» **Stored items**:
☆ ☆ ☆ ☆ ☆ ☆ ☆
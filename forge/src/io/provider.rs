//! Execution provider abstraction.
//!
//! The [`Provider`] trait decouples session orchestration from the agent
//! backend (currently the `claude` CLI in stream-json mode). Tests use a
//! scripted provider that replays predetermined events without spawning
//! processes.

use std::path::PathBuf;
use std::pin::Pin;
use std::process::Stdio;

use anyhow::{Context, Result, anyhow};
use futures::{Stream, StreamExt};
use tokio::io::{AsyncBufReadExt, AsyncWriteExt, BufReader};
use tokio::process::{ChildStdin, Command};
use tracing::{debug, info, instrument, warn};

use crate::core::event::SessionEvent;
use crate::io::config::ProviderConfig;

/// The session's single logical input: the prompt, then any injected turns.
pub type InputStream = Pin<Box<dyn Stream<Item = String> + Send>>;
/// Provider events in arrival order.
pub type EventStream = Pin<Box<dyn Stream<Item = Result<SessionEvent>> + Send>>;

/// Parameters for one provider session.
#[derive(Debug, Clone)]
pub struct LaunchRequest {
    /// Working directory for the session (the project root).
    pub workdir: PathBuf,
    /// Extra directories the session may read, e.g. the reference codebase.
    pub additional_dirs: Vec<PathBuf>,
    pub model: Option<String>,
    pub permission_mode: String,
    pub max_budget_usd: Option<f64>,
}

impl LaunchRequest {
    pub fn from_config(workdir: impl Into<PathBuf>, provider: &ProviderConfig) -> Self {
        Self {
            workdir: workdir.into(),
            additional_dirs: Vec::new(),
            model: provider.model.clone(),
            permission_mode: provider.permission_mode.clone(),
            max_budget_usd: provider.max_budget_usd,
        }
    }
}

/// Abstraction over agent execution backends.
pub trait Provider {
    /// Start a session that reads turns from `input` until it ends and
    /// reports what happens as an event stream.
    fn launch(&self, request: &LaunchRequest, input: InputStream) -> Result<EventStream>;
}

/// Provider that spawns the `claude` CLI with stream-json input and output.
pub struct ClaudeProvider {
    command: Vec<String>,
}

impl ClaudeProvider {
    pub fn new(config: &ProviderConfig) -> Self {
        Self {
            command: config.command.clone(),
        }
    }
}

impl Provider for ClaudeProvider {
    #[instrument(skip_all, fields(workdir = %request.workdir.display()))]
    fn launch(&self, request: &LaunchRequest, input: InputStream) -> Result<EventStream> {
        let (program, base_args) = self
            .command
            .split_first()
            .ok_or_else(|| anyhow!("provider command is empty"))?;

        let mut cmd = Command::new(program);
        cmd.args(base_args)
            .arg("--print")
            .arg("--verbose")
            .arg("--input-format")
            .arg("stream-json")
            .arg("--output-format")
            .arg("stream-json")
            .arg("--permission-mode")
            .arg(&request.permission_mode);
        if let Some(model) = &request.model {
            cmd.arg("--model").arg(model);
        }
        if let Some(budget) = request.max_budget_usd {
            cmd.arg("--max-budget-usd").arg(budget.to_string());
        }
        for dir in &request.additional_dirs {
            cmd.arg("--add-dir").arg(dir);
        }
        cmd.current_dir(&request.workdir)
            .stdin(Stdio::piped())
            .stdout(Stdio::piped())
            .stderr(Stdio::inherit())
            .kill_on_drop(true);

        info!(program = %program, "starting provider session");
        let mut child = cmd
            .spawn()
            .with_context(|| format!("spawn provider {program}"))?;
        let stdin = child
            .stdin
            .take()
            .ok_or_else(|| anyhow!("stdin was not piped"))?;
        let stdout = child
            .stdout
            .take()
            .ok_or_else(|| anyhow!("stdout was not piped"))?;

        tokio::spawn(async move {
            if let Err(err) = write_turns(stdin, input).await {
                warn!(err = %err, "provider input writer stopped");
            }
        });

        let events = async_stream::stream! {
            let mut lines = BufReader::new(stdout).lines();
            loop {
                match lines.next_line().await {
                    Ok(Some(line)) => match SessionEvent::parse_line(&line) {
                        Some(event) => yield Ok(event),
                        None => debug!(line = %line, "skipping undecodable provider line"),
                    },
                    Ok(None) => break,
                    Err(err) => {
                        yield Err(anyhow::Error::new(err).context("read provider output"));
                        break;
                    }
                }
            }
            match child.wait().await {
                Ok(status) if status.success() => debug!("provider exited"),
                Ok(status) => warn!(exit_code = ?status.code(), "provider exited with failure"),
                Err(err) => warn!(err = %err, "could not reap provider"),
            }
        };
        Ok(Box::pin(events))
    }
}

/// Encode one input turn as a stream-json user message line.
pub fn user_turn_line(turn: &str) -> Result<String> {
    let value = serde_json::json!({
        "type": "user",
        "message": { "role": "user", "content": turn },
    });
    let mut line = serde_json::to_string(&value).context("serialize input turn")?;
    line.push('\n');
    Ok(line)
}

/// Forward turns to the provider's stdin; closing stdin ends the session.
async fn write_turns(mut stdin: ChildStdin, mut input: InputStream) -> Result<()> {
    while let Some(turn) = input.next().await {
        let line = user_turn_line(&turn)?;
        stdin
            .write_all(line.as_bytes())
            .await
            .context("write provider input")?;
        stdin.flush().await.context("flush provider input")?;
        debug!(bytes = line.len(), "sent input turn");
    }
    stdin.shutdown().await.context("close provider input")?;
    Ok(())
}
☆ ☆ ☆ ☆ ☆ ☆ ☆
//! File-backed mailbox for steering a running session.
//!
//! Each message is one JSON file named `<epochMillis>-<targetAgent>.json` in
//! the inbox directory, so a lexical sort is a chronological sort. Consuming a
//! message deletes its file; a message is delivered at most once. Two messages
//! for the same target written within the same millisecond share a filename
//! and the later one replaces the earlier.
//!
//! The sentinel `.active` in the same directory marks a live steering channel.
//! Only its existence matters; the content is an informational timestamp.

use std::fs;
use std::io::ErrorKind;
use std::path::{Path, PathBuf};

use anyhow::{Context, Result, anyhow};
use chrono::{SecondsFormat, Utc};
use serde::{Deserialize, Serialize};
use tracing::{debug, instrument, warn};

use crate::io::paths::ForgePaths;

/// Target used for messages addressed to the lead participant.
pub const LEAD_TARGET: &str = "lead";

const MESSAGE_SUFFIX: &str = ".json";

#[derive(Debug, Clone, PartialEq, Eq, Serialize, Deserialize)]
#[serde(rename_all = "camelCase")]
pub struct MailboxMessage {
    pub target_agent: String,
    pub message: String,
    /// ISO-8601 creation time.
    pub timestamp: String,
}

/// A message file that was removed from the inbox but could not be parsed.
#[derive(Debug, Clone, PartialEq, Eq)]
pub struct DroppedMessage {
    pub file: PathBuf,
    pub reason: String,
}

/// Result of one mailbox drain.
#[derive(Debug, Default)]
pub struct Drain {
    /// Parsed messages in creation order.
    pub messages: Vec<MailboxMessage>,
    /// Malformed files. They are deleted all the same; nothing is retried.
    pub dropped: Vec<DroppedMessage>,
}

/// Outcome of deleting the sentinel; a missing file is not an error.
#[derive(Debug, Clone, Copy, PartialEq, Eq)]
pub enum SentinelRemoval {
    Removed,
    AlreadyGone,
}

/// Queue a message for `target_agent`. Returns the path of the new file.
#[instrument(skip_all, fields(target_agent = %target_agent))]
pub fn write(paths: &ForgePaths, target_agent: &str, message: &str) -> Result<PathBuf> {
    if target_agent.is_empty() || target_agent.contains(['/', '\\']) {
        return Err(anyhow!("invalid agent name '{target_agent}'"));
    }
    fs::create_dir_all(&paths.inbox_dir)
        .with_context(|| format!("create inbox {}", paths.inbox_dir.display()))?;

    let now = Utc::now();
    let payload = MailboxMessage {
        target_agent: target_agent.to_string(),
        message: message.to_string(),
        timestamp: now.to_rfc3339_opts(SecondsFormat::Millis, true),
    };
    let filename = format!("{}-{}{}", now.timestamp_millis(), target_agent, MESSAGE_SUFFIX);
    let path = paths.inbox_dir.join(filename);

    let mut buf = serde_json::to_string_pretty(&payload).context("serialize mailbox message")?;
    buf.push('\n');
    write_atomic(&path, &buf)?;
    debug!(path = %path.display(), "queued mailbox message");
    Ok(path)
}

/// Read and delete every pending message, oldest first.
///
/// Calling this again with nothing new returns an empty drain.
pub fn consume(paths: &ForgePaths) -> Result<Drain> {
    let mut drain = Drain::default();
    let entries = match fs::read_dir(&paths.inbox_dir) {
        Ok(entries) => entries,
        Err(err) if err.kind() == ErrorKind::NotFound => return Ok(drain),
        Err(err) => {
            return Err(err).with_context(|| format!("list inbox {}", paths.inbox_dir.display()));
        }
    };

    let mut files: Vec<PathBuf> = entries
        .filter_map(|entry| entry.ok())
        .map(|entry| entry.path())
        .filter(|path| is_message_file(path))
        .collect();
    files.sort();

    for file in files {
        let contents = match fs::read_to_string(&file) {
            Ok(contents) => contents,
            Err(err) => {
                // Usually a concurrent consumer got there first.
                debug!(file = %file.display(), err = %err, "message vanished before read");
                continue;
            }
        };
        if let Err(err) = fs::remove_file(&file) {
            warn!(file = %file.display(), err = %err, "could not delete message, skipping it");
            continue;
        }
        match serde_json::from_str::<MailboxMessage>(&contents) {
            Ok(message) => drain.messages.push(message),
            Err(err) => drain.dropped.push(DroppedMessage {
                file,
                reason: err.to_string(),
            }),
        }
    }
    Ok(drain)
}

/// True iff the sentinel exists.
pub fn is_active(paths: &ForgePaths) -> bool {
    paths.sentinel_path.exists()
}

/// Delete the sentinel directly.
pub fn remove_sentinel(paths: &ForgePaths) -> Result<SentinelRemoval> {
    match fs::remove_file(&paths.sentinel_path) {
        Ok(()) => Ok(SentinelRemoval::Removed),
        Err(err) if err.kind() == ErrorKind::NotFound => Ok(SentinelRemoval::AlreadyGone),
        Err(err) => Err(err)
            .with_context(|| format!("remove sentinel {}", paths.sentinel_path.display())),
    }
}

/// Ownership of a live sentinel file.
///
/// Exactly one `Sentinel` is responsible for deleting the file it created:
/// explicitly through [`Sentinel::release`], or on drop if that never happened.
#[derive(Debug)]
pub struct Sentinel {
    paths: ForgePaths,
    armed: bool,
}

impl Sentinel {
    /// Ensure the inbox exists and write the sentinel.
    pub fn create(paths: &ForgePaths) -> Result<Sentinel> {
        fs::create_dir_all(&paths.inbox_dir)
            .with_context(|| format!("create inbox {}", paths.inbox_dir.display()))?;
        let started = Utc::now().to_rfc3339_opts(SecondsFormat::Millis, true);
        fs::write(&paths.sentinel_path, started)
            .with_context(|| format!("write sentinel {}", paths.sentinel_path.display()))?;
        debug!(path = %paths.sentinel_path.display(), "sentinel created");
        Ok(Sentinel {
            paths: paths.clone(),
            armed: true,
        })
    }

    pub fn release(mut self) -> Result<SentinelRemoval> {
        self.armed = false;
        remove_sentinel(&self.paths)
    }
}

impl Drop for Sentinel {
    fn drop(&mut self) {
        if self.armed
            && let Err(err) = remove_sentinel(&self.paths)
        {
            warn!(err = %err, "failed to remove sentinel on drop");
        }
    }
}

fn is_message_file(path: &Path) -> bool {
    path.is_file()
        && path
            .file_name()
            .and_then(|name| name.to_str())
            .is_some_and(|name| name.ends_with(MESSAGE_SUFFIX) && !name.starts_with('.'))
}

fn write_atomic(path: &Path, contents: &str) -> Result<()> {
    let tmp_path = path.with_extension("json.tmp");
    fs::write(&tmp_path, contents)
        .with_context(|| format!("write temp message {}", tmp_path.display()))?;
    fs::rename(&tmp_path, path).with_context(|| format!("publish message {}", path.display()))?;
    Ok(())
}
☆ ☆ ☆ ☆ ☆ ☆ ☆
» **What is required**: Search the records for the word "piped". Copy each line where it appears.

» **Solution for this problem**:
            .stdin(Stdio::piped())
            .stdout(Stdio::piped())
            .ok_or_else(|| anyhow!("stdin was not piped"))?;
            .ok_or_else(|| anyhow!("stdout was not piped"))?;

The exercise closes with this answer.